**Work request:** From the entries, return every line where the string "skew" shows up.

**Available data:**

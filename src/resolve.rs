//! Fetching an issuer's published keys and picking the one a token names.

use std::future::Future;
use std::pin::Pin;
use std::sync::Arc;
use std::time::Duration;

use serde::Deserialize;
use tracing::{debug, warn};
use url::Url;

use crate::error::{Error, Result};

/// Transport used to fetch key sets.
///
/// A single fetch-by-URL operation returning the response body. Non-2xx
/// responses and connection failures must come back as [Error::KeyFetch];
/// messages follow the pattern `"component: description"`
/// (e.g. `"network: connection refused"`, `"http: status 404"`).
pub trait HttpClient: Send + Sync {
    /// GET `url` and return the body.
    fn fetch<'a>(
        &'a self,
        url: &'a str,
    ) -> Pin<Box<dyn Future<Output = Result<Vec<u8>>> + Send + 'a>>;
}

impl HttpClient for reqwest::Client {
    fn fetch<'a>(
        &'a self,
        url: &'a str,
    ) -> Pin<Box<dyn Future<Output = Result<Vec<u8>>> + Send + 'a>> {
        Box::pin(async move {
            let response = self
                .get(url)
                .send()
                .await
                .map_err(|e| Error::KeyFetch(format!("network: {e}")))?;

            if !response.status().is_success() {
                return Err(Error::KeyFetch(format!(
                    "http: status {}",
                    response.status()
                )));
            }

            let bytes = response
                .bytes()
                .await
                .map_err(|e| Error::KeyFetch(format!("network: {e}")))?;

            Ok(bytes.to_vec())
        })
    }
}

impl<C: HttpClient + ?Sized> HttpClient for Arc<C> {
    fn fetch<'a>(
        &'a self,
        url: &'a str,
    ) -> Pin<Box<dyn Future<Output = Result<Vec<u8>>> + Send + 'a>> {
        (**self).fetch(url)
    }
}

/// One published public key.
///
/// Components stay base64url encoded; [crate::reconstruct()] decodes them.
/// Missing members deserialize as empty so that one odd record does not make
/// the whole set unreadable.
#[derive(Debug, Clone, PartialEq, Eq, Deserialize)]
pub struct KeyRecord {
    /// `kid`
    #[serde(rename = "kid", default)]
    pub key_id: String,

    /// `kty`, the key family such as `RSA`
    #[serde(rename = "kty", default)]
    pub key_type: String,

    /// `alg`, the signing algorithm the key is meant for
    #[serde(rename = "alg", default)]
    pub algorithm: Option<String>,

    /// `n`, the RSA modulus
    #[serde(rename = "n", default)]
    pub modulus: String,

    /// `e`, the RSA public exponent
    #[serde(rename = "e", default)]
    pub exponent: String,
}

/// The published keys of one issuer, in response order.
#[derive(Debug, Clone, PartialEq, Eq, Deserialize)]
pub struct KeySet {
    /// Key records as published
    pub keys: Vec<KeyRecord>,
}

impl KeySet {
    /// First record whose id equals `key_id`. Later duplicates are ignored.
    pub fn find(&self, key_id: &str) -> Option<&KeyRecord> {
        self.keys.iter().find(|record| record.key_id == key_id)
    }
}

/// Looks up published keys for an issuer through an [HttpClient].
#[derive(Debug, Clone)]
pub struct KeyResolver<C> {
    client: C,
    endpoint: Url,
    timeout: Duration,
}

impl<C: HttpClient> KeyResolver<C> {
    /// Creates a resolver fetching from `endpoint`, with the issuer appended as
    /// the last path segment. Fails when `endpoint` is not an http(s) URL.
    pub fn new(client: C, endpoint: &str, timeout: Duration) -> Result<Self> {
        let endpoint = Url::parse(endpoint)
            .map_err(|e| Error::InvalidConfiguration(format!("jwk endpoint: {e}")))?;

        if !matches!(endpoint.scheme(), "http" | "https") || endpoint.cannot_be_a_base() {
            return Err(Error::InvalidConfiguration(format!(
                "jwk endpoint must be an http or https URL: {endpoint}"
            )));
        }

        Ok(KeyResolver {
            client,
            endpoint,
            timeout,
        })
    }

    /// The key set URL for `issuer`. The issuer is percent-escaped as a
    /// single path segment, so `/`, `?` and `#` cannot change the request.
    pub fn key_set_url(&self, issuer: &str) -> Url {
        let mut url = self.endpoint.clone();
        if let Ok(mut segments) = url.path_segments_mut() {
            segments.pop_if_empty().push(issuer);
        }
        url
    }

    /// Fetches and parses every key currently published for `issuer`.
    pub async fn fetch_key_set(&self, issuer: &str) -> Result<KeySet> {
        let url = self.key_set_url(issuer);
        debug!(%url, "fetching key set");

        let body = tokio::time::timeout(self.timeout, self.client.fetch(url.as_str()))
            .await
            .map_err(|_| {
                Error::KeyFetch(format!("timeout: no response within {:?}", self.timeout))
            })??;

        serde_json::from_slice(&body).map_err(|e| Error::KeyFetch(format!("json: {e}")))
    }

    /// Returns the first published key of `issuer` whose id is `key_id`.
    ///
    /// An empty `key_id` fails with [Error::MissingKeyId] and an empty issuer
    /// with [Error::MissingIssuer], both before any request is made.
    pub async fn resolve(&self, issuer: &str, key_id: &str) -> Result<KeyRecord> {
        if issuer.is_empty() {
            return Err(Error::MissingIssuer);
        }
        if key_id.is_empty() {
            return Err(Error::MissingKeyId);
        }

        let key_set = self.fetch_key_set(issuer).await?;

        match key_set.find(key_id) {
            Some(record) => Ok(record.clone()),
            None => {
                warn!(
                    issuer,
                    kid = key_id,
                    published = key_set.keys.len(),
                    "no published key matches"
                );
                Err(Error::KeyNotFound {
                    issuer: issuer.to_owned(),
                    kid: key_id.to_owned(),
                })
            }
        }
    }
}
//! Verifier configuration.

use std::time::Duration;

/// Key distribution endpoint for Google service accounts. The escaped issuer
/// is appended as the final path segment.
pub const DEFAULT_JWK_ENDPOINT: &str = "https://www.googleapis.com/service_accounts/v1/jwk/";

/// Default bound on a single key set fetch.
pub const DEFAULT_TIMEOUT: Duration = Duration::from_secs(10);

/// Largest clock skew allowance a [crate::Verifier] accepts, one day.
pub const MAX_LEEWAY: u64 = 24 * 60 * 60;

/// Settings for a [crate::Verifier].
///
/// ```
/// use sa_token_verify::VerifierConfig;
/// use std::time::Duration;
///
/// let config = VerifierConfig::default()
///     .with_timeout(Duration::from_secs(5))
///     .with_leeway(30);
/// assert_eq!(config.leeway, 30);
/// ```
#[derive(Debug, Clone, PartialEq)]
pub struct VerifierConfig {
    /// Base URL the issuer is appended to when fetching its key set.
    pub jwk_endpoint: String,

    /// Upper bound on a key set fetch.
    pub timeout: Duration,

    /// Allowed clock skew in seconds when checking `exp` and `nbf`, at most [MAX_LEEWAY].
    pub leeway: u64,
}

impl Default for VerifierConfig {
    fn default() -> Self {
        VerifierConfig {
            jwk_endpoint: DEFAULT_JWK_ENDPOINT.to_owned(),
            timeout: DEFAULT_TIMEOUT,
            leeway: 0,
        }
    }
}

impl VerifierConfig {
    /// Fetch key sets from `endpoint` instead of the Google service account endpoint.
    pub fn with_jwk_endpoint<S: Into<String>>(mut self, endpoint: S) -> Self {
        self.jwk_endpoint = endpoint.into();
        self
    }

    /// Give up on a key set fetch after `timeout`.
    pub fn with_timeout(mut self, timeout: Duration) -> Self {
        self.timeout = timeout;
        self
    }

    /// Accept `exp` and `nbf` up to `leeway` seconds off.
    pub fn with_leeway(mut self, leeway: u64) -> Self {
        self.leeway = leeway;
        self
    }
}
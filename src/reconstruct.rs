//! Rebuilding a public key from the components of a published key record.

use std::fmt;

use base64::engine::general_purpose::URL_SAFE_NO_PAD;
use base64::Engine;
use jsonwebtoken::{Algorithm, DecodingKey};

use crate::error::{Error, Result};
use crate::resolve::KeyRecord;

/// Smallest RSA modulus accepted for signature verification.
pub const MIN_MODULUS_BITS: usize = 2048;

/// A verification key pinned to the one algorithm it may verify.
#[derive(Clone)]
pub struct PublicKey {
    key: DecodingKey,
    algorithm: Algorithm,
    modulus_bits: usize,
}

impl PublicKey {
    /// The only algorithm tokens verified with this key may declare.
    pub fn algorithm(&self) -> Algorithm {
        self.algorithm
    }

    /// Size of the RSA modulus.
    pub fn modulus_bits(&self) -> usize {
        self.modulus_bits
    }

    pub(crate) fn decoding_key(&self) -> &DecodingKey {
        &self.key
    }
}

impl fmt::Debug for PublicKey {
    fn fmt(&self, f: &mut fmt::Formatter<'_>) -> fmt::Result {
        f.debug_struct("PublicKey")
            .field("algorithm", &self.algorithm)
            .field("modulus_bits", &self.modulus_bits)
            .finish_non_exhaustive()
    }
}

/// Builds the public key described by `record`.
///
/// Only `kty: "RSA"` is supported, with RS256/384/512 or PS256/384/512. A
/// record without `alg` is pinned to RS256. Components are base64url; padding
/// and leading zero octets are tolerated.
pub fn reconstruct(record: &KeyRecord) -> Result<PublicKey> {
    if record.key_type != "RSA" {
        return Err(unsupported(record));
    }

    let algorithm = match record.algorithm.as_deref() {
        None => Algorithm::RS256,
        Some("RS256") => Algorithm::RS256,
        Some("RS384") => Algorithm::RS384,
        Some("RS512") => Algorithm::RS512,
        Some("PS256") => Algorithm::PS256,
        Some("PS384") => Algorithm::PS384,
        Some("PS512") => Algorithm::PS512,
        Some(_) => return Err(unsupported(record)),
    };

    let modulus = decode_component(&record.modulus, "modulus")?;
    let exponent = decode_component(&record.exponent, "exponent")?;
    if !is_usable_exponent(&exponent) {
        return Err(Error::InvalidKeyMaterial(format!(
            "exponent {} must be odd and at least 3",
            record.exponent
        )));
    }

    let modulus_bits = modulus.len() * 8 - modulus[0].leading_zeros() as usize;
    if modulus_bits < MIN_MODULUS_BITS {
        return Err(Error::InvalidKeyMaterial(format!(
            "modulus is {modulus_bits} bits, at least {MIN_MODULUS_BITS} required"
        )));
    }

    // Canonical form: unpadded, no leading zero octets.
    let key = DecodingKey::from_rsa_components(
        &URL_SAFE_NO_PAD.encode(&modulus),
        &URL_SAFE_NO_PAD.encode(&exponent),
    )?;

    Ok(PublicKey {
        key,
        algorithm,
        modulus_bits,
    })
}

fn unsupported(record: &KeyRecord) -> Error {
    Error::UnsupportedKeyType {
        key_type: record.key_type.clone(),
        algorithm: record.algorithm.clone(),
    }
}

/// `e` is big-endian without leading zeros.
fn is_usable_exponent(e: &[u8]) -> bool {
    let odd = e.last().map_or(false, |b| b & 1 == 1);
    odd && (e.len() > 1 || e[0] >= 3)
}

/// Decodes a base64url unsigned big-endian integer, without leading zeros.
fn decode_component(value: &str, name: &str) -> Result<Vec<u8>> {
    let mut bytes = URL_SAFE_NO_PAD
        .decode(value.trim_end_matches('='))
        .map_err(|e| Error::InvalidKeyMaterial(format!("{name}: {e}")))?;

    let significant = bytes.iter().position(|b| *b != 0).unwrap_or(bytes.len());
    bytes.drain(..significant);

    if bytes.is_empty() {
        return Err(Error::InvalidKeyMaterial(format!("{name} is empty")));
    }
    Ok(bytes)
}

#[cfg(test)]
mod tests {
    use super::*;
    use crate::test_helper::*;
    use crate::verify::verify;

    fn record() -> KeyRecord {
        KeyRecord {
            key_id: KID.to_owned(),
            key_type: "RSA".to_owned(),
            algorithm: Some("RS256".to_owned()),
            modulus: modulus(),
            exponent: "AQAB".to_owned(),
        }
    }

    #[test]
    fn reconstruct_rsa_key() {
        let key = reconstruct(&record()).unwrap();

        assert_eq!(key.algorithm(), Algorithm::RS256);
        assert_eq!(key.modulus_bits(), 2048);
    }

    #[test]
    fn reconstruct_is_deterministic() {
        let token = sign(&claims(3600), Some(KID));

        let first = reconstruct(&record()).unwrap();
        let second = reconstruct(&record()).unwrap();

        assert!(verify(&token, &first).is_ok());
        assert_eq!(verify(&token, &first), verify(&token, &second));
    }

    #[test]
    fn missing_alg_pins_rs256() {
        let key = reconstruct(&KeyRecord {
            algorithm: None,
            ..record()
        })
        .unwrap();

        assert_eq!(key.algorithm(), Algorithm::RS256);
    }

    #[test]
    fn rsa_family_algorithms() {
        for (alg, expected) in [("RS384", Algorithm::RS384), ("PS256", Algorithm::PS256)] {
            let key = reconstruct(&KeyRecord {
                algorithm: Some(alg.to_owned()),
                ..record()
            })
            .unwrap();

            assert_eq!(key.algorithm(), expected);
        }
    }

    #[test]
    fn padding_and_leading_zeros_are_tolerated() {
        let mut n = vec![0u8];
        n.extend(URL_SAFE_NO_PAD.decode(modulus()).unwrap());
        let token = sign(&claims(3600), Some(KID));

        for modulus in [format!("{}==", modulus()), URL_SAFE_NO_PAD.encode(&n)] {
            let key = reconstruct(&KeyRecord { modulus, ..record() }).unwrap();

            assert_eq!(key.modulus_bits(), 2048);
            assert!(verify(&token, &key).is_ok());
        }
    }

    #[test]
    fn reject_empty_modulus() {
        let res = reconstruct(&KeyRecord {
            modulus: String::new(),
            ..record()
        });

        match res {
            Err(Error::InvalidKeyMaterial(_)) => assert!(true),
            _ => assert!(false, "empty modulus was not rejected: {:?}", res),
        }
    }

    #[test]
    fn reject_bad_components() {
        let cases = [
            KeyRecord {
                exponent: String::new(),
                ..record()
            },
            KeyRecord {
                modulus: "AAAA".to_owned(),
                ..record()
            },
            KeyRecord {
                modulus: "not*base64".to_owned(),
                ..record()
            },
            KeyRecord {
                exponent: "A Q A B".to_owned(),
                ..record()
            },
        ];

        for case in cases {
            match reconstruct(&case) {
                Err(Error::InvalidKeyMaterial(_)) => assert!(true),
                res => assert!(false, "{:?} was not rejected: {:?}", case, res),
            }
        }
    }

    #[test]
    fn reject_weak_exponent() {
        // 1, 2, 1 with a leading zero octet, 65536
        for exponent in ["AQ", "Ag", "AAE", "AQAA"] {
            let res = reconstruct(&KeyRecord {
                exponent: exponent.to_owned(),
                ..record()
            });

            match res {
                Err(Error::InvalidKeyMaterial(msg)) => assert!(msg.contains("odd"), "{msg}"),
                _ => assert!(false, "exponent {} was not rejected: {:?}", exponent, res),
            }
        }
    }

    #[test]
    fn small_odd_exponent_is_accepted() {
        let key = reconstruct(&KeyRecord {
            exponent: "Aw".to_owned(),
            ..record()
        });

        assert!(key.is_ok(), "{:?}", key);
    }

    #[test]
    fn reject_short_modulus() {
        let res = reconstruct(&KeyRecord {
            modulus: "AQAB".to_owned(),
            ..record()
        });

        match res {
            Err(Error::InvalidKeyMaterial(msg)) => assert!(msg.contains("17 bits"), "{msg}"),
            _ => assert!(false, "short modulus was not rejected: {:?}", res),
        }
    }

    #[test]
    fn reject_other_families() {
        let ec = KeyRecord {
            key_type: "EC".to_owned(),
            algorithm: Some("ES256".to_owned()),
            ..record()
        };
        assert_eq!(
            reconstruct(&ec).unwrap_err(),
            Error::UnsupportedKeyType {
                key_type: "EC".to_owned(),
                algorithm: Some("ES256".to_owned()),
            }
        );

        let hmac = KeyRecord {
            algorithm: Some("HS256".to_owned()),
            ..record()
        };
        match reconstruct(&hmac) {
            Err(Error::UnsupportedKeyType { .. }) => assert!(true),
            res => assert!(false, "HS256 on an RSA key was not rejected: {:?}", res),
        }
    }
}
use std::process::ExitCode;
use std::time::Duration;

use clap::Parser;
use sa_token_verify::{Verifier, VerifierConfig, DEFAULT_JWK_ENDPOINT};
use tracing_subscriber::EnvFilter;

/// Verify a service account JWT against the issuer's published keys and print its claims.
#[derive(Debug, Parser)]
#[command(version, about)]
struct Args {
    /// The compact JWT to verify
    token: String,

    /// Key distribution endpoint; the token's issuer is appended to it
    #[arg(long, default_value = DEFAULT_JWK_ENDPOINT)]
    endpoint: String,

    /// Seconds to wait for the key set
    #[arg(long, default_value_t = 10)]
    timeout: u64,

    /// Allowed clock skew in seconds for exp and nbf
    #[arg(long, default_value_t = 0)]
    leeway: u64,
}

#[tokio::main]
async fn main() -> ExitCode {
    tracing_subscriber::fmt()
        .with_env_filter(EnvFilter::from_default_env())
        .with_writer(std::io::stderr)
        .init();

    let args = Args::parse();
    let config = VerifierConfig::default()
        .with_jwk_endpoint(args.endpoint)
        .with_timeout(Duration::from_secs(args.timeout))
        .with_leeway(args.leeway);

    let verifier = match Verifier::new(config) {
        Ok(verifier) => verifier,
        Err(e) => {
            eprintln!("{e}");
            return ExitCode::FAILURE;
        }
    };

    match verifier.verify_token(&args.token).await {
        Ok(claims) => match serde_json::to_string_pretty(&claims) {
            Ok(json) => {
                println!("{json}");
                ExitCode::SUCCESS
            }
            Err(e) => {
                eprintln!("could not print claims: {e}");
                ExitCode::FAILURE
            }
        },
        Err(e) => {
            eprintln!("{e}");
            ExitCode::FAILURE
        }
    }
}
use std::{
    fs::{self, OpenOptions, rename, write},
    io::ErrorKind,
    path::{Path, PathBuf},
};

use fs2::FileExt;
use serde_json::to_string_pretty;
use uuid::Uuid;

use crate::{
    models::store::Store,
    storage::{Storage, StorageError},
};

pub struct JsonFileStorage {
    path: PathBuf,
}

impl JsonFileStorage {
    pub fn new(path: PathBuf) -> Self {
        Self { path }
    }

    pub fn path(&self) -> &Path {
        &self.path
    }

    /// Creates the parent directory and an empty store if the file is absent.
    /// Safe to call on every start.
    pub fn ensure_initialized(&self) -> Result<(), StorageError> {
        if let Some(parent) = self.path.parent()
            && !parent.as_os_str().is_empty()
        {
            fs::create_dir_all(parent).map_err(|e| StorageError::InitFailed {
                path: parent.to_path_buf(),
                source: e,
            })?;
        }

        let exists = fs::exists(&self.path).map_err(|e| StorageError::InitFailed {
            path: self.path.clone(),
            source: e,
        })?;
        if exists {
            return Ok(());
        }

        tracing::info!(path = %self.path.display(), "creating empty invoice store");
        self.save(&Store::default())
    }

    fn lock_file_path(&self) -> PathBuf {
        self.path.with_extension("lock")
    }

    /// Renames `temp_path` over the store while holding the lock file
    fn replace_with(&self, temp_path: &Path) -> Result<(), StorageError> {
        let lock_file_path = self.lock_file_path();
        let lock_file = OpenOptions::new()
            .write(true)
            .create(true)
            .truncate(false)
            .open(&lock_file_path)
            .map_err(|e| StorageError::SaveFailed {
                path: lock_file_path.clone(),
                source: e,
            })?;
        lock_file
            .lock_exclusive()
            .map_err(|e| StorageError::SaveFailed {
                path: lock_file_path,
                source: e,
            })?;

        rename(temp_path, &self.path).map_err(|e| StorageError::SaveFailed {
            path: self.path.clone(),
            source: e,
        })?;

        lock_file.unlock().map_err(|e| StorageError::SaveFailed {
            path: self.path.clone(),
            source: e,
        })
    }
}

impl Storage for JsonFileStorage {
    fn load(&self) -> Result<Store, StorageError> {
        let content = match fs::read_to_string(&self.path) {
            Ok(content) => content,
            Err(e) if e.kind() == ErrorKind::NotFound => {
                return Err(StorageError::Missing {
                    path: self.path.clone(),
                });
            }
            Err(e) => {
                return Err(StorageError::LoadFailed {
                    path: self.path.clone(),
                    source: e,
                });
            }
        };

        let store: Store =
            serde_json::from_str(&content).map_err(|e| StorageError::ParseFailed {
                path: self.path.clone(),
                source: e,
            })?;

        tracing::debug!(
            path = %self.path.display(),
            invoices = store.invoices.len(),
            "loaded store"
        );
        Ok(store)
    }

    fn save(&self, store: &Store) -> Result<(), StorageError> {
        let json =
            to_string_pretty(store).map_err(|e| StorageError::SerializeFailed { source: e })?;

        let unique_temp = format!("{}.tmp.{}", self.path.display(), Uuid::new_v4());
        let temp_path = PathBuf::from(&unique_temp);
        write(&temp_path, json).map_err(|e| StorageError::SaveFailed {
            path: temp_path.clone(),
            source: e,
        })?;

        if let Err(e) = self.replace_with(&temp_path) {
            let _ = fs::remove_file(&temp_path);
            return Err(e);
        }

        tracing::debug!(
            path = %self.path.display(),
            invoices = store.invoices.len(),
            "saved store"
        );
        Ok(())
    }
}

#[cfg(test)]
mod tests {
    use super::*;

    use jiff::civil;
    use tempfile::TempDir;

    use crate::models::invoice::{Invoice, InvoiceStatus};

    fn storage_in(dir: &TempDir) -> JsonFileStorage {
        JsonFileStorage::new(dir.path().join("invoices.json"))
    }

    fn sample_invoice() -> Invoice {
        Invoice {
            id: String::from("20250301090507"),
            client_name: String::from("Jane"),
            contact: String::from("jane@x.com"),
            amount: 50.0,
            notes: String::from("Ten sessions"),
            date: civil::date(2025, 3, 1),
            status: InvoiceStatus::Unpaid,
            sent: false,
        }
    }

    #[test]
    fn test_save_and_load() {
        let dir = TempDir::new().unwrap();
        let storage = storage_in(&dir);

        let paid = Invoice {
            id: String::from("20250302100000"),
            amount: 72.25,
            status: InvoiceStatus::Paid,
            sent: true,
            ..sample_invoice()
        };
        let store = Store {
            invoices: vec![sample_invoice(), paid],
        };

        if let Err(_) = storage.save(&store) {
            panic!("Should correctly save the store");
        }
        match storage.load() {
            Ok(loaded_store) => assert_eq!(loaded_store, store),
            Err(_) => panic!("Should correctly load the saved store"),
        }
    }

    #[test]
    fn test_save_writes_indented_json() {
        let dir = TempDir::new().unwrap();
        let storage = storage_in(&dir);

        storage.save(&Store::default()).unwrap();

        let content = fs::read_to_string(storage.path()).unwrap();
        assert_eq!(content, "{\n  \"invoices\": []\n}");
    }

    #[test]
    fn test_save_leaves_no_temp_files() {
        let dir = TempDir::new().unwrap();
        let storage = storage_in(&dir);

        storage.save(&Store::default()).unwrap();
        storage.save(&Store::default()).unwrap();

        let leftovers = fs::read_dir(dir.path())
            .unwrap()
            .filter_map(|entry| entry.ok())
            .filter(|entry| entry.file_name().to_string_lossy().contains(".tmp."))
            .count();
        assert_eq!(leftovers, 0);
    }

    #[test]
    fn test_failed_lock_removes_temp_file() {
        let dir = TempDir::new().unwrap();
        let storage = storage_in(&dir);
        fs::create_dir(dir.path().join("invoices.lock")).unwrap();

        assert!(matches!(
            storage.save(&Store::default()),
            Err(StorageError::SaveFailed { .. })
        ));

        let leftovers = fs::read_dir(dir.path())
            .unwrap()
            .filter_map(|entry| entry.ok())
            .filter(|entry| entry.file_name().to_string_lossy().contains(".tmp."))
            .count();
        assert_eq!(leftovers, 0);
        assert!(!storage.path().exists());
    }

    #[test]
    fn test_save_load_save_is_byte_identical() {
        let dir = TempDir::new().unwrap();
        let storage = storage_in(&dir);
        let store = Store {
            invoices: vec![
                sample_invoice(),
                Invoice {
                    id: String::from("20250302100000"),
                    amount: 0.1,
                    notes: String::from("Line one\nline \"two\""),
                    status: InvoiceStatus::Paid,
                    sent: true,
                    ..sample_invoice()
                },
                Invoice {
                    id: String::from("20250303100000"),
                    amount: -12.5,
                    ..sample_invoice()
                },
                Invoice {
                    id: String::from("20250304100000"),
                    amount: 1e16,
                    ..sample_invoice()
                },
            ],
        };

        storage.save(&store).unwrap();
        let first = fs::read(storage.path()).unwrap();

        let loaded = storage.load().unwrap();
        assert_eq!(loaded, store);
        storage.save(&loaded).unwrap();
        let second = fs::read(storage.path()).unwrap();

        assert_eq!(first, second);
    }

    #[test]
    fn test_load_missing_file() {
        let dir = TempDir::new().unwrap();
        let storage = storage_in(&dir);

        match storage.load() {
            Err(StorageError::Missing { path }) => assert_eq!(path, storage.path()),
            _ => panic!("Expected Missing error"),
        }
    }

    #[test]
    fn test_load_invalid_json() {
        let dir = TempDir::new().unwrap();
        let storage = storage_in(&dir);
        fs::write(storage.path(), "{ this is not valid json }").unwrap();

        match storage.load() {
            Err(StorageError::ParseFailed { .. }) => {}
            _ => panic!("Expected ParseFailed error, got something else"),
        }
    }

    #[test]
    fn test_load_wrong_shape() {
        let dir = TempDir::new().unwrap();
        let storage = storage_in(&dir);
        fs::write(storage.path(), r#"{"invoices": {"id": "1"}}"#).unwrap();

        assert!(matches!(
            storage.load(),
            Err(StorageError::ParseFailed { .. })
        ));
    }

    #[test]
    fn test_ensure_initialized_creates_empty_store() {
        let dir = TempDir::new().unwrap();
        let storage = JsonFileStorage::new(dir.path().join("nested").join("invoices.json"));

        storage.ensure_initialized().unwrap();

        let store = storage.load().unwrap();
        assert!(store.invoices.is_empty());
    }

    #[test]
    fn test_ensure_initialized_keeps_existing_store() {
        let dir = TempDir::new().unwrap();
        let storage = storage_in(&dir);
        let store = Store {
            invoices: vec![sample_invoice()],
        };
        storage.save(&store).unwrap();

        storage.ensure_initialized().unwrap();
        storage.ensure_initialized().unwrap();

        assert_eq!(storage.load().unwrap(), store);
    }

    #[test]
    fn test_save_into_missing_directory_fails() {
        let dir = TempDir::new().unwrap();
        let storage = JsonFileStorage::new(dir.path().join("absent").join("invoices.json"));

        assert!(matches!(
            storage.save(&Store::default()),
            Err(StorageError::SaveFailed { .. })
        ));
    }
}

**Finished exercise:**
/// Largest clock skew allowance a [crate::Verifier] accepts, one day.
    /// Allowed clock skew in seconds when checking `exp` and `nbf`, at most [MAX_LEEWAY].
    /// Allowed clock skew in seconds for exp and nbf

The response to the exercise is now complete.